WHAT TO PRODUCE =
Your answer should consist of each line below that includes the word "task".

Saved entries =
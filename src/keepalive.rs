// Copyright 2026 Daniel Pelikan
//
// Licensed under the Apache License, Version 2.0 (the "License");
// you may not use this file except in compliance with the License.
// You may obtain a copy of the License at
//
//     http://www.apache.org/licenses/LICENSE-2.0
//
// Unless required by applicable law or agreed to in writing, software
// distributed under the License is distributed on an "AS IS" BASIS,
// WITHOUT WARRANTIES OR CONDITIONS OF ANY KIND, either express or implied.
// See the License for the specific language governing permissions and
// limitations under the License.

//! Periodic resend of the current flight frame.
//!
//! The receiver drops the link when it sees no traffic for a while, so the
//! last frame is repeated on a fixed interval while connected.

use parking_lot::RwLock;
use std::sync::Arc;
use std::time::Duration;
use tokio::task::JoinHandle;
use tokio::time::MissedTickBehavior;
use tracing::debug;

use crate::bluetooth::{FlightFrame, LinkManager, Transport};

/// Latest stick positions, shared between the input surface and the
/// keep-alive task.
#[derive(Debug, Clone, Default)]
pub struct FlightControls {
    frame: Arc<RwLock<FlightFrame>>,
}

impl FlightControls {
    pub fn new() -> Self {
        Self::default()
    }

    pub fn set(&self, frame: FlightFrame) {
        *self.frame.write() = frame;
    }

    pub fn get(&self) -> FlightFrame {
        *self.frame.read()
    }
}

/// Background task resending the current frame.
pub struct KeepAlive {
    handle: JoinHandle<()>,
}

impl KeepAlive {
    pub fn spawn<T: Transport>(
        manager: LinkManager<T>,
        controls: FlightControls,
        interval: Duration,
    ) -> Self {
        let handle = tokio::spawn(async move {
            let mut ticker = tokio::time::interval(interval);
            ticker.set_missed_tick_behavior(MissedTickBehavior::Delay);
            // First tick completes immediately
            ticker.tick().await;

            loop {
                ticker.tick().await;
                if !manager.is_connected() {
                    continue;
                }

                let frame = controls.get();
                if let Err(e) = manager
                    .send_flight_frame(frame.throttle, frame.yaw, frame.pitch, frame.roll)
                    .await
                {
                    debug!("Keep-alive frame not sent: {}", e);
                }
            }
        });

        Self { handle }
    }

    pub fn stop(self) {
        self.handle.abort();
    }
}

#[cfg(test)]
mod tests {
    use super::*;
    use crate::bluetooth::event_channel;
    use crate::bluetooth::mock::MockTransport;
    use crate::bluetooth::{BondedDevice, LinkEvent};
    use crate::config::LinkConfig;

    #[test]
    fn test_controls_start_neutral() {
        let controls = FlightControls::new();
        assert_eq!(controls.get(), FlightFrame::NEUTRAL);

        let shared = controls.clone();
        shared.set(FlightFrame::new(40, 0, 0, 0));
        assert_eq!(controls.get().throttle, 40);
    }

    #[tokio::test(start_paused = true)]
    async fn test_resends_last_frame_while_connected() {
        let transport = MockTransport::new(vec![BondedDevice::new("HC-06", "00:14:03:06:02:47")]);
        let (tx, mut rx) = event_channel();
        let manager = LinkManager::new(transport, LinkConfig::for_name("HC-06"), tx).unwrap();

        let controls = FlightControls::new();
        controls.set(FlightFrame::new(10, 127, -20, 5));
        let keepalive = KeepAlive::spawn(manager.clone(), controls.clone(), Duration::from_millis(1000));

        manager.connect().await.unwrap();
        assert!(matches!(rx.recv().await, Some(LinkEvent::Connected { .. })));

        assert_eq!(rx.recv().await, Some(LinkEvent::DataSent(vec![10, 127, 236, 5])));

        controls.set(FlightFrame::NEUTRAL);
        assert_eq!(rx.recv().await, Some(LinkEvent::DataSent(vec![0, 127, 127, 127])));

        keepalive.stop();
    }

    #[tokio::test(start_paused = true)]
    async fn test_silent_while_idle() {
        let transport = MockTransport::new(Vec::new());
        let log = transport.log();
        let (tx, mut rx) = event_channel();
        let manager = LinkManager::new(transport, LinkConfig::default(), tx).unwrap();

        let keepalive = KeepAlive::spawn(manager, FlightControls::new(), Duration::from_millis(100));
        tokio::time::sleep(Duration::from_millis(1050)).await;

        assert!(rx.try_recv().is_err());
        assert!(log.lock().is_empty());
        keepalive.stop();
    }
}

SOLVED EXERCISE =
use tokio::task::JoinHandle;
/// keep-alive task.
/// Background task resending the current frame.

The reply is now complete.